Relationships, by-and-large, are two-sided: a mutual exchange of energy and support between individuals. But what happens when they’re not? Parasocial relationships are defined by Wikipedia as relationships where “viewers or listeners [of mass media] come to consider media personalities as friends, despite having limited interactions with them.” The term “parasocial relationship” was coined by sociologists Donald Horton and Richard Wohl in 1956. At the time, they were referring to radio and television personalities, but today, the conversation mostly revolves around social media.
With the rise of sites like YouTube and Instagram came the rise of social media personalities known as “influencers,” who make their living through their fanbases, which often consist primarily of young people. Through these influencers’ carefully curated online personalities, many fans start to see them — whether consciously or not — as friends. This is probably the most widespread form of parasocial relationships nowadays.
In itself, this phenomenon isn’t necessarily a problem. Sure, parasocial connections are ultimately artificial, but illusions can have very real effects on the human brain. For some people, parasocial relationships can help with conquering the fear of rejection that stems from social anxiety, as well as alleviating feelings of loneliness and depression through the sense of connecting with another person.
However, therein also lies the main problem with parasocial relationships: when their participants start to see them as a substitute for genuine connection, they can be less likely to spend time with friends, which often leads to the very mental health problems they were trying to relieve. While engaging in these faux relationships can be beneficial, they’re no replacement for real friendship. Just like placebo treatments can’t cure cancer, placebo relationships can’t ultimately cure mental illness.
While engaging in these faux relationships can be beneficial, they’re no replacement for real friendship.
Along with the rising trend of teenage social media usage comes another trend; the amount of time teens spend with their friends in person has been steadily declining since the 1970s, according to the International Association for Relationship Research. The decline accelerated after 2010, as smartphones rose in popularity. Additionally, teens are now lonelier, more depressed, and more anxious on average, compared to past decades.

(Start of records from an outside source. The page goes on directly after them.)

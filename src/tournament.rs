use futures::future::BoxFuture;
use reqwest::Method;

use crate::client::{Client, FetchOptions};
use crate::error::{Error, Result};
use crate::model::{Entity, Model, Refreshable};
use crate::paging::PagedList;
use crate::tag;

/// An open tournament.
#[derive(Debug, Clone)]
pub struct Tournament {
    entity: Entity,
}

impl Tournament {
    /// The tournament's tag.
    pub fn tag(&self) -> Option<&str> {
        self.entity.str_of("tag")
    }

    /// The tournament's display name.
    pub fn name(&self) -> Option<&str> {
        self.entity.str_of("name")
    }

    /// Current status (inPreparation, inProgress, ended).
    pub fn status(&self) -> Option<&str> {
        self.entity.str_of("status")
    }

    /// Maximum number of participants.
    pub fn capacity(&self) -> Option<u64> {
        self.entity.u64_of("max_capacity")
    }
}

impl Model for Tournament {
    fn from_entity(entity: Entity) -> Tournament {
        Tournament { entity }
    }

    fn entity(&self) -> &Entity {
        &self.entity
    }

    fn entity_mut(&mut self) -> &mut Entity {
        &mut self.entity
    }
}

impl Refreshable for Tournament {
    fn refresh(&mut self) -> BoxFuture<'_, Result<()>> {
        Box::pin(self.entity.refresh())
    }
}

impl Client {
    /// Gets a tournament by tag.
    pub async fn get_tournament(&self, tag: &str) -> Result<Tournament> {
        let url = self.endpoint(&format!("/tournaments/{}", tag::normalize(tag)?), &[])?;
        self.get_model(url, Method::GET, None, None).await?.one()
    }

    /// Searches open tournaments by name. The name must be at least three
    /// characters long; that is checked locally.
    pub async fn search_tournaments(
        &self,
        name: &str,
        options: FetchOptions,
    ) -> Result<PagedList<Tournament>> {
        if name.chars().count() < 3 {
            return Err(Error::Validation(String::from(
                "tournament name filter must be at least 3 characters long",
            )));
        }

        let mut params = vec![("name", name.to_string())];
        params.extend(options.to_params());

        let url = self.endpoint("/tournaments", &params)?;
        self.get_model(url, Method::GET, options.timeout, None)
            .await?
            .paged()
    }
}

Now, it’s hard to say definitively that the advent of social media is linked to the rise in mental health issues among teens. It’s often difficult to determine the exact causes behind such trends. However, the COVID-19 pandemic has made abundantly clear the fact that we all need in-person connection to stay emotionally stable, and a Zoom call or text conversation is no substitute for a hug and an in-person chat. Therefore, it’s not much of a stretch to argue that teens spending more time on social media and engaging in parasocial relationships is damaging their mental health.
It’s also worth noting that parasocial relationships can be quite dangerous for influencers. They can cause fans to stalk, doxx, and generally invade influencers’ privacy and comfort in order to hunt them down and meet them.

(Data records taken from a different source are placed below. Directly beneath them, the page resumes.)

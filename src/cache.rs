use std::path::Path;
use std::sync::Mutex;
use std::time::Duration;

use chrono::{DateTime, Utc};
use rusqlite::{params, Connection, OptionalExtension};
use serde::{Deserialize, Serialize};
use serde_json::Value as JsonValue;

use crate::error::Result;

/// One cached response. The key is the request bucket (canonical URL plus
/// sorted query string); writing a bucket replaces the record wholesale.
#[derive(Debug, Clone, Serialize, Deserialize)]
pub struct CacheRecord {
    /// Write time, as fractional seconds since the Unix epoch.
    pub stored_at: f64,
    /// The decoded JSON payload exactly as the API returned it.
    pub payload: JsonValue,
}

impl CacheRecord {
    /// Whether this record is still within the freshness window. Expiry is
    /// enforced here at read time; stale rows stay in the database until
    /// overwritten or cleared.
    pub fn is_fresh(&self, ttl: Duration) -> bool {
        let age = Utc::now().timestamp_millis() as f64 / 1000.0 - self.stored_at;
        age < ttl.as_secs_f64()
    }

    /// The write time as a UTC timestamp.
    pub fn stored_at_utc(&self) -> DateTime<Utc> {
        DateTime::from_timestamp_millis((self.stored_at * 1000.0) as i64).unwrap_or_default()
    }
}

/// Durable response cache backed by SQLite. One logical table per namespace:
/// `(key TEXT PRIMARY KEY, value BLOB)`, where the value is a serialized
/// [`CacheRecord`]. A single mutex serializes all access within the process.
#[derive(Debug)]
pub struct CacheStore {
    conn: Mutex<Connection>,
    table: String,
}

impl CacheStore {
    /// Opens (creating if necessary) the cache database at `path`, using
    /// `table` as the namespace.
    pub fn open(path: &Path, table: &str) -> Result<CacheStore> {
        if let Some(parent) = path.parent() {
            if !parent.as_os_str().is_empty() {
                std::fs::create_dir_all(parent).map_err(|e| {
                    crate::error::Error::CannotCreateClient(format!(
                        "failed to create cache directory: {}",
                        e
                    ))
                })?;
            }
        }

        let conn = Connection::open(path)?;
        conn.execute_batch(&format!(
            "CREATE TABLE IF NOT EXISTS `{}` (key TEXT PRIMARY KEY, value BLOB)",
            table
        ))?;

        Ok(CacheStore {
            conn: Mutex::new(conn),
            table: table.to_string(),
        })
    }

    /// Looks up the record for `bucket`, fresh or not.
    pub fn get(&self, bucket: &str) -> Result<Option<CacheRecord>> {
        let conn = self.conn.lock().unwrap_or_else(|e| e.into_inner());

        let blob: Option<Vec<u8>> = conn
            .query_row(
                &format!("SELECT value FROM `{}` WHERE key = ?1", self.table),
                params![bucket],
                |row| row.get(0),
            )
            .optional()?;

        match blob {
            Some(bytes) => Ok(Some(serde_json::from_slice(&bytes)?)),
            None => Ok(None),
        }
    }

    /// Stores `payload` under `bucket`, stamped with the current time. Any
    /// previous record for the bucket is replaced.
    pub fn put(&self, bucket: &str, payload: &JsonValue) -> Result<()> {
        let record = CacheRecord {
            stored_at: Utc::now().timestamp_millis() as f64 / 1000.0,
            payload: payload.clone(),
        };
        let bytes = serde_json::to_vec(&record)?;

        let conn = self.conn.lock().unwrap_or_else(|e| e.into_inner());
        conn.execute(
            &format!(
                "INSERT OR REPLACE INTO `{}` (key, value) VALUES (?1, ?2)",
                self.table
            ),
            params![bucket, bytes],
        )?;

        Ok(())
    }

    /// Drops every record in the namespace.
    pub fn clear(&self) -> Result<()> {
        let conn = self.conn.lock().unwrap_or_else(|e| e.into_inner());
        conn.execute(&format!("DELETE FROM `{}`", self.table), [])?;
        Ok(())
    }
}

#[cfg(test)]
mod tests {
    use super::*;
    use serde_json::json;

    fn scratch_store(dir: &tempfile::TempDir) -> CacheStore {
        CacheStore::open(&dir.path().join("cache.db"), "cache").unwrap()
    }

    #[test]
    fn round_trip() {
        let dir = tempfile::tempdir().unwrap();
        let store = scratch_store(&dir);

        store.put("k", &json!({"tag": "#ABC"})).unwrap();
        let record = store.get("k").unwrap().unwrap();

        assert_eq!(record.payload, json!({"tag": "#ABC"}));
        assert!(record.is_fresh(Duration::from_secs(60)));
    }

    #[test]
    fn miss_returns_none() {
        let dir = tempfile::tempdir().unwrap();
        let store = scratch_store(&dir);

        assert!(store.get("nope").unwrap().is_none());
    }

    #[test]
    fn put_replaces_wholesale() {
        let dir = tempfile::tempdir().unwrap();
        let store = scratch_store(&dir);

        store.put("k", &json!({"a": 1, "b": 2})).unwrap();
        store.put("k", &json!({"a": 3})).unwrap();

        let record = store.get("k").unwrap().unwrap();
        assert_eq!(record.payload, json!({"a": 3}));
    }

    #[test]
    fn expired_records_are_not_fresh() {
        let record = CacheRecord {
            stored_at: Utc::now().timestamp_millis() as f64 / 1000.0 - 10.0,
            payload: json!({}),
        };

        assert!(!record.is_fresh(Duration::from_secs(5)));
        assert!(record.is_fresh(Duration::from_secs(60)));
    }

    #[test]
    fn survives_reopen() {
        let dir = tempfile::tempdir().unwrap();
        let path = dir.path().join("cache.db");

        {
            let store = CacheStore::open(&path, "cache").unwrap();
            store.put("k", &json!("persisted")).unwrap();
        }

        let store = CacheStore::open(&path, "cache").unwrap();
        assert_eq!(store.get("k").unwrap().unwrap().payload, json!("persisted"));
    }

    #[test]
    fn clear_empties_the_table() {
        let dir = tempfile::tempdir().unwrap();
        let store = scratch_store(&dir);

        store.put("k", &json!(1)).unwrap();
        store.clear().unwrap();

        assert!(store.get("k").unwrap().is_none());
    }
}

Parasocial relationships can also lead to overidealized perceptions of influencers. When you only see the positive traits of someone, it’s easy to start to perceive them as flawless and infallible. As a result, whenever an influencer is called out for something problematic, their more devoted fans often jump to their defense and make excuses on their behalf, even when the criticism was warranted. This can hinder personal and creative growth in online celebrities.
So what should be done about parasocial relationships? Ultimately, they’re not the worst thing in the world, and they’re probably not going anywhere. Humans are social creatures, and it’s pretty natural for us to form connections with other people, artificial or otherwise. But, we must keep in mind the damage parasocial relationships can cause, and ensure that we don’t prioritize them over real relationships, or fall into harmful behaviors as a result of them. The online world can be pretty cool, but it’s no replacement for the real thing.